Von Cristina Siccardi*
Die Gestalt des heiligen John Henry Newman (1801–1890) ragt vor dem Hintergrund der schweren und dramatischen Krise heraus, die der Glaube in den vergangenen sechzig Jahren durchgemacht hat, und zwar so sehr, daß Paul VI. (1897–1978) – ein Papst, der die Kirche um jeden Preis modernisieren wollte, um auf Kosten der Tradition die „Fernstehenden“ zu erreichen – 1972 in seiner Predigt zum Fest der Heiligen Petrus und Paulus jenen schicksalhaften und realistischen Satz aussprach „Durch irgendeinen Spalt ist der Rauch Satans in den Tempel Gottes eingedrungen… Man glaubte, daß nach dem Konzil ein sonniger Tag für die Geschichte der Kirche kommen würde.
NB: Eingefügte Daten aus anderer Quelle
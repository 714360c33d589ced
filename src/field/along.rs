//! Result of a multi-axis reconstruction.

use std::ops::Index;

use crate::util::Shape;

/// Reconstructed coordinates per axis plus the reconstructed field values.
///
/// Indexing by name returns either an axis's coordinates or, for the
/// field's symbol, its values (row-major over [`shape`](Self::shape)).
#[derive(Clone, Debug, PartialEq)]
#[cfg_attr(feature = "serde", derive(serde::Serialize, serde::Deserialize))]
pub struct Along {
    axes: Vec<(String, Vec<f64>)>,
    symbol: String,
    values: Vec<f64>,
    shape: Shape,
}

impl Along {
    pub(crate) fn new(
        axes: Vec<(String, Vec<f64>)>,
        symbol: String,
        values: Vec<f64>,
        shape: Shape,
    ) -> Self {
        Self { axes, symbol, values, shape }
    }

    /// Coordinates of an axis, or the values if `key` is the field symbol.
    pub fn get(&self, key: &str) -> Option<&[f64]> {
        if key == self.symbol {
            return Some(&self.values);
        }
        self.axes.iter().find(|(name, _)| name == key).map(|(_, c)| c.as_slice())
    }

    /// Axis names in the field's axis order.
    pub fn axis_names(&self) -> impl Iterator<Item = &str> {
        self.axes.iter().map(|(name, _)| name.as_str())
    }

    /// `(axis_name, coordinates)` pairs in the field's axis order.
    pub fn axes(&self) -> &[(String, Vec<f64>)] {
        &self.axes
    }

    pub fn symbol(&self) -> &str {
        &self.symbol
    }

    pub fn values(&self) -> &[f64] {
        &self.values
    }

    /// Reconstructed shape, one extent per axis.
    pub fn shape(&self) -> &Shape {
        &self.shape
    }

    /// Value at per-axis positions.
    pub fn value_at(&self, pos: &[usize]) -> Option<f64> {
        if pos.len() != self.shape.rank() {
            return None;
        }
        let mut flat = 0;
        for ((&p, &n), s) in pos.iter().zip(self.shape.sizes()).zip(self.shape.strides()) {
            if p >= n {
                return None;
            }
            flat += p * s;
        }
        self.values.get(flat).copied()
    }
}

impl Index<&str> for Along {
    type Output = [f64];

    fn index(&self, key: &str) -> &[f64] {
        match self.get(key) {
            Some(v) => v,
            None => panic!("no axis or symbol named '{key}'"),
        }
    }
}

#[cfg(test)]
mod tests {
    use super::*;

    fn sample() -> Along {
        Along::new(
            vec![("angle".into(), vec![0.0, 1.0]), ("time".into(), vec![0.0, 1.0, 2.0])],
            "X".into(),
            vec![1.0, 2.0, 3.0, 4.0, 5.0, 6.0],
            Shape::from_slice(&[2, 3]),
        )
    }

    #[test]
    fn test_lookup() {
        let a = sample();
        assert_eq!(a["time"], [0.0, 1.0, 2.0]);
        assert_eq!(a.get("X").map(|v| v.len()), Some(6));
        assert!(a.get("slice").is_none());
        assert_eq!(a.axis_names().collect::<Vec<_>>(), vec!["angle", "time"]);
    }

    #[test]
    fn test_value_at() {
        let a = sample();
        assert_eq!(a.value_at(&[1, 2]), Some(6.0));
        assert_eq!(a.value_at(&[0, 1]), Some(2.0));
        assert_eq!(a.value_at(&[2, 0]), None);
        assert_eq!(a.value_at(&[0]), None);
    }

    #[test]
    #[should_panic(expected = "no axis or symbol")]
    fn test_index_missing() {
        let _ = &sample()["phase"];
    }
}
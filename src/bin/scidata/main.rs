//! scidata CLI - inspect field descriptions and reconstruct them along requests.

mod description;

use std::env;
use std::path::Path;

use anyhow::{bail, Context, Result};
use serde_json::json;
use tracing_subscriber::prelude::*;
use tracing_subscriber::EnvFilter;

use scidata::request::expr;
use scidata::{Along, AxisData, AxisKind, Field};

use description::FieldDescription;

/// Environment variable holding a `tracing` filter directive.
const LOG_ENV: &str = "SCIDATA_LOG";

fn main() {
    let args: Vec<String> = env::args().skip(1).collect();

    let mut level = "warn";
    let mut filtered_args: Vec<&str> = Vec::new();
    for arg in &args {
        match arg.as_str() {
            "-v" | "--verbose" => level = "debug",
            "-vv" | "--trace" => level = "trace",
            "-q" | "--quiet" => level = "off",
            _ => filtered_args.push(arg),
        }
    }
    init_logging(level);

    if let Err(e) = run(&filtered_args) {
        eprintln!("Error: {e:#}");
        std::process::exit(1);
    }
}

fn init_logging(default_level: &str) {
    let filter = EnvFilter::try_from_env(LOG_ENV).unwrap_or_else(|_| EnvFilter::new(default_level));
    tracing_subscriber::registry()
        .with(tracing_subscriber::fmt::layer().with_writer(std::io::stderr).with_target(false))
        .with(filter)
        .init();
}

fn run(args: &[&str]) -> Result<()> {
    let Some((&command, rest)) = args.split_first() else {
        print_help();
        return Ok(());
    };

    match command {
        "along" | "a" => {
            let Some((&path, requests)) = rest.split_first() else {
                bail!(
                    "missing file argument\n\
                     Usage: scidata-cli along <field.json> <request>... [--data axis=v1,v2,...]"
                );
            };
            let (requests, axis_data) = split_data_args(requests)?;
            let field = load_field(Path::new(path))?;
            let along = field
                .get_along_with_data(&requests, &axis_data)
                .with_context(|| format!("reconstructing '{}'", field.symbol()))?;
            println!("{}", serde_json::to_string_pretty(&along_json(&along))?);
        }
        "info" | "i" => {
            let Some(&path) = rest.first() else {
                bail!("missing file argument\nUsage: scidata-cli info <field.json>");
            };
            let field = load_field(Path::new(path))?;
            println!("{}", serde_json::to_string_pretty(&info_json(&field))?);
        }
        "version" | "V" => {
            println!(
                "scidata-cli {} (built {} {})",
                env!("CARGO_PKG_VERSION"),
                env!("SCIDATA_BUILD_DATE"),
                env!("SCIDATA_BUILD_TIME")
            );
        }
        "help" | "h" | "-h" | "--help" => print_help(),
        other => {
            print_help();
            bail!("unknown command '{other}'");
        }
    }
    Ok(())
}

fn print_help() {
    println!("scidata-cli - reconstruct symmetric field data");
    println!();
    println!("USAGE:");
    println!("    scidata-cli [OPTIONS] <COMMAND> [ARGS]");
    println!();
    println!("COMMANDS:");
    println!("    a, along <file> <request>...   Reconstruct the field along requests (JSON)");
    println!("             [--data axis=v1,v2]   Target coordinates for 'axis=axis_data' requests");
    println!("    i, info  <file>                Show axes, periodicity and stored shape");
    println!("    V, version                     Show version and build stamp");
    println!("    h, help                        Show this help");
    println!();
    println!("OPTIONS:");
    println!("    -v, --verbose    Show debug output");
    println!("    -vv, --trace     Show trace output (very verbose)");
    println!("    -q, --quiet      Suppress all log output");
    println!();
    println!("REQUESTS:");
    println!("    time                  full reconstruction");
    println!("    time[oneperiod]       smallestperiod | oneperiod | antiperiod | pattern");
    println!("    angle=[0,pi/4]        coordinates v with lower <= v < upper");
    println!("    slice=axis_data       resample onto --data coordinates");
    println!();
    println!("EXAMPLES:");
    println!("    scidata-cli info field.json");
    println!("    scidata-cli along field.json time 'angle=[0,pi/4]'");
    println!("    scidata-cli along field.json slice=axis_data --data slice=-5,-4,-3");
    println!();
    println!("ENVIRONMENT:");
    println!("    {LOG_ENV}       tracing filter, overrides -v/-vv/-q");
    println!("                      e.g. {LOG_ENV}=scidata=debug");
}

fn load_field(path: &Path) -> Result<Field> {
    let desc = FieldDescription::load(path)?;
    tracing::info!(path = %path.display(), axes = desc.axes.len(), "loaded field description");
    desc.build()
}

/// Separate `--data axis=v1,v2,...` pairs from request strings.
fn split_data_args<'a>(args: &[&'a str]) -> Result<(Vec<&'a str>, AxisData)> {
    let mut requests = Vec::new();
    let mut axis_data = AxisData::new();
    let mut iter = args.iter();
    while let Some(&arg) = iter.next() {
        if arg != "--data" && arg != "-d" {
            requests.push(arg);
            continue;
        }
        let Some(&pair) = iter.next() else {
            bail!("--data needs an 'axis=v1,v2,...' argument");
        };
        let (name, list) = pair
            .split_once('=')
            .with_context(|| format!("--data '{pair}': expected axis=v1,v2,..."))?;
        let values = list
            .split(',')
            .filter(|s| !s.trim().is_empty())
            .map(expr::eval)
            .collect::<scidata::Result<Vec<_>>>()
            .with_context(|| format!("--data '{pair}'"))?;
        axis_data.insert(name.trim().to_string(), values);
    }
    Ok((requests, axis_data))
}

fn along_json(along: &Along) -> serde_json::Value {
    let axes: Vec<_> = along
        .axes()
        .iter()
        .map(|(name, coords)| json!({ "name": name, "values": coords }))
        .collect();
    json!({
        "symbol": along.symbol(),
        "shape": along.shape().sizes(),
        "axes": axes,
        "values": along.values(),
    })
}

fn info_json(field: &Field) -> serde_json::Value {
    let axes: Vec<_> = field
        .axes()
        .iter()
        .map(|axis| {
            let kind = match axis.kind() {
                AxisKind::Linspace(_) => "linspace",
                AxisKind::Values(_) => "values",
                AxisKind::Pattern(_) => "pattern",
            };
            let unique_indices = axis.as_pattern().map(|p| p.unique_indices());
            let periodicity = axis.periodicity().map(|p| {
                json!({
                    "period_count": p.period_count(),
                    "is_antiperiod": p.is_antiperiod(),
                    "one_period_length": p.one_period_length(),
                })
            });
            json!({
                "name": axis.name(),
                "unit": axis.unit(),
                "kind": kind,
                "length": axis.get_length(false),
                "stored_length": axis.stored_length(),
                "periodicity": periodicity,
                "unique_indices": unique_indices,
            })
        })
        .collect();
    json!({
        "name": field.name(),
        "symbol": field.symbol(),
        "unit": field.unit(),
        "shape": field.shape().sizes(),
        "axes": axes,
    })
}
Stattdessen kam ein Tag der Wolken, des Sturms und der Finsternis“.
Nach einem anstrengenden Weg, einem harten Kampf intellektueller und spiritueller Natur, fand John Henry Newman am 9. Oktober 1845 in die katholische Kirche. Alles begann mit dem Studium der Kirchenväter und insbesondere jener, die zur Zeit des Arianismus (4. Jahrhundert) die Integrität des Glaubens verteidigten und bereit waren, Dogma und Lehre gegen Häresien zu schützen. Dank ihnen erblickte der zukünftige Kardinal schließlich das Licht, wie er es selbst in seinem Meisterwerk, der Autobiographie Apologia pro vita sua, beschreibt: „Ich sah mein Gesicht in diesem Spiegel: Es war das Gesicht eines Monophysiten“, das Gesicht eines anglikanischen Häretikers, und „ich entdeckte es mit Schrecken“.
Tief besorgt über den Relativismus, der bereits den religiösen Sinn der Engländer untergraben hatte, kämpfte Newman aufrichtig und loyal gegen den Liberalismus und zeichnete mit einer systematischen und analytischen Methode eines der realsten Profile des Europas des 19. Jahrhunderts in einer Phase der Korruption, der Abkehr von der christlichen Zivilisation und des um sich greifenden Glaubensabfalls. Vom Deck seines eigenen Schiffes aus konnte er die säkularisierenden und relativistischen Merkmale auch unserer Zeit erkennen und erinnerte an den Wert einer gesunden Tradition im Bereich der Religion, die nicht Unbeweglichkeit ist, sondern jene Linie darstellt, die von den Prinzipien der Offenbarung (von Jesus Christus bis zur Geheimen Offenbarung des Evangelisten Johannes) und somit von ewigen Prinzipien gebildet wird, die in der Geschichte durch Verschönerungen und Erneuerungen (man denke an die vielen Erneuerungen des heiligen Pius X.) dekliniert werden.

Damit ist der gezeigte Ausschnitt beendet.